Green, or nitrogen-rich materials, speed up the composting process and add important nutrients. Greens are an important addition to your browns, like the yin to your yang, the cream to your coffee, the Simon to your Garfunkel…you get the idea.

Anything you add to your pile will technically have more carbon than nitrogen (carbon is the basis of all life on Earth in case you missed that day in science class). However, some items, like grass and manure, have relatively high nitrogen content. I’ve listed these nitrogen-rich items starting with those highest in nitrogen content.

“Green” or Nitrogen-Rich Materials (C:N Ratio)
Fruit and Veggie Scraps (15:1)
Grass (20:1)
Coffee Grounds (20:1)
Manure (20:1)
Garden Waste (30:1)
Urea (45:1)

Achieving Balance
At the most basic level, you want 2/3 stuff from the brown list and 1/3 stuff from the green list. If your pile starts to smell, you probably need to pull from the brown list. If you’ve got the “stampeding turtles” pile, grab more from the green list.

If the ratio numbers above made your heart start pounding with excitement, you can learn to use those numbers here. A world of ratios, sums, and other math geeky fun await.

It doesn’t have to be that complicated, though. Everything will break down eventually, you'll just speed up the process and avoid a smelly pile if you pay attention to your browns and greens.

After a while you gain an intuitive “feel” for the right balance. Don’t worry, I’m not going to suggest you “become one” with your compost bin. Just use common sense and eventually you’ll find a Zen-like balance. At least for your compost bin.

Peace out.

Monday, July 12, 2010

How to Stop Critters from Raiding Your Compost Bin

City raccoons are huge. I mean body-builders on steroids, freaky radiation experiment, are-you-sure-that’s-not-a-bear huge. My friends learned this is especially true in Westwood where even a locking lid and 7-inch anchoring screws could not deter these crafty buggers from messing with their compost bin.

Bill and Andrea recently braved the unseasonably cold weather and long lines to buy their first compost bin at our May Sale. Shortly after setting it up in their backyard, they woke to discover the bin on its side with the best-tasting additions to the pile missing.

“Surely this is a fluke. Michelle assured us she never had any problems with animals. Why would our bin be the one to attract local wildlife?”

Bill righted the bin, secured the screws again, and continued composting. A few days later they awoke to again find the bin toppled over. Evidence of muddy paw prints spotted the side of the bin. Compost was strewn about the yard like the raccoons had danced around mocking the failed attempt to protect the compost. No doubt giving each other “high-fives” as they feasted on leftover broccoli and old apple cores.
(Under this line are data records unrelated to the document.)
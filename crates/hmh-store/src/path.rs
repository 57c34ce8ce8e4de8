//! # Collection Paths
//!
//! Hierarchical document addresses. The historical store encoded
//! parent/child relationships as nested path strings
//! (`activities/{a}/logs`, `tenants/{t}/clients`); this module keeps the
//! addressing scheme but makes every path a typed constructor, so no call
//! site assembles a path with `format!` and a typo cannot invent a
//! collection.

use hmh_core::{ActivityId, ClientId, TenantId, UserId};

/// The address of one document collection.
#[derive(Debug, Clone, PartialEq, Eq, Hash)]
pub struct CollectionPath(String);

impl CollectionPath {
    /// The path as a string key.
    pub fn as_str(&self) -> &str {
        &self.0
    }

    /// Root collection of all activities.
    pub fn activities() -> Self {
        Self("activities".to_string())
    }

    /// Bitácora of one activity.
    pub fn activity_logs(activity: ActivityId) -> Self {
        Self(format!("activities/{}/logs", activity.as_uuid()))
    }

    /// Assignment rows of one activity.
    pub fn activity_assignments(activity: ActivityId) -> Self {
        Self(format!("activities/{}/assignments", activity.as_uuid()))
    }

    /// Approval decisions of one activity.
    pub fn activity_approvals(activity: ActivityId) -> Self {
        Self(format!("activities/{}/approvals", activity.as_uuid()))
    }

    /// Root collection of service orders.
    pub fn service_orders() -> Self {
        Self("serviceOrders".to_string())
    }

    /// Root collection of users.
    pub fn users() -> Self {
        Self("users".to_string())
    }

    /// In-app notification feed of one user.
    pub fn user_notifications(user: UserId) -> Self {
        Self(format!("users/{}/notifications", user.as_uuid()))
    }

    /// Clients of one tenant.
    pub fn tenant_clients(tenant: TenantId) -> Self {
        Self(format!("tenants/{}/clients", tenant.as_uuid()))
    }

    /// Sub-clients of one client.
    pub fn client_subclients(tenant: TenantId, client: ClientId) -> Self {
        Self(format!(
            "tenants/{}/clients/{}/subclients",
            tenant.as_uuid(),
            client.as_uuid()
        ))
    }

    /// Consultant rate table of one tenant.
    pub fn tenant_consultant_rates(tenant: TenantId) -> Self {
        Self(format!("tenants/{}/consultantRates", tenant.as_uuid()))
    }
}

impl std::fmt::Display for CollectionPath {
    fn fmt(&self, f: &mut std::fmt::Formatter<'_>) -> std::fmt::Result {
        f.write_str(&self.0)
    }
}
Rather than placing the bin in the trash and calling me a liar (which I’m sure my less level-headed friends would have done), Andrea came up with an ingeniously simple solution. They placed a few large rocks around the bin. Rocks too heavy for even the most brawny raccoon to move.

Usually burying your food waste and having a locking lid is enough to deter nosey critters. However, if you find yourself in a similar situation to Bill and Andrea, there are a few things you can do to outsmart would be compost criminals.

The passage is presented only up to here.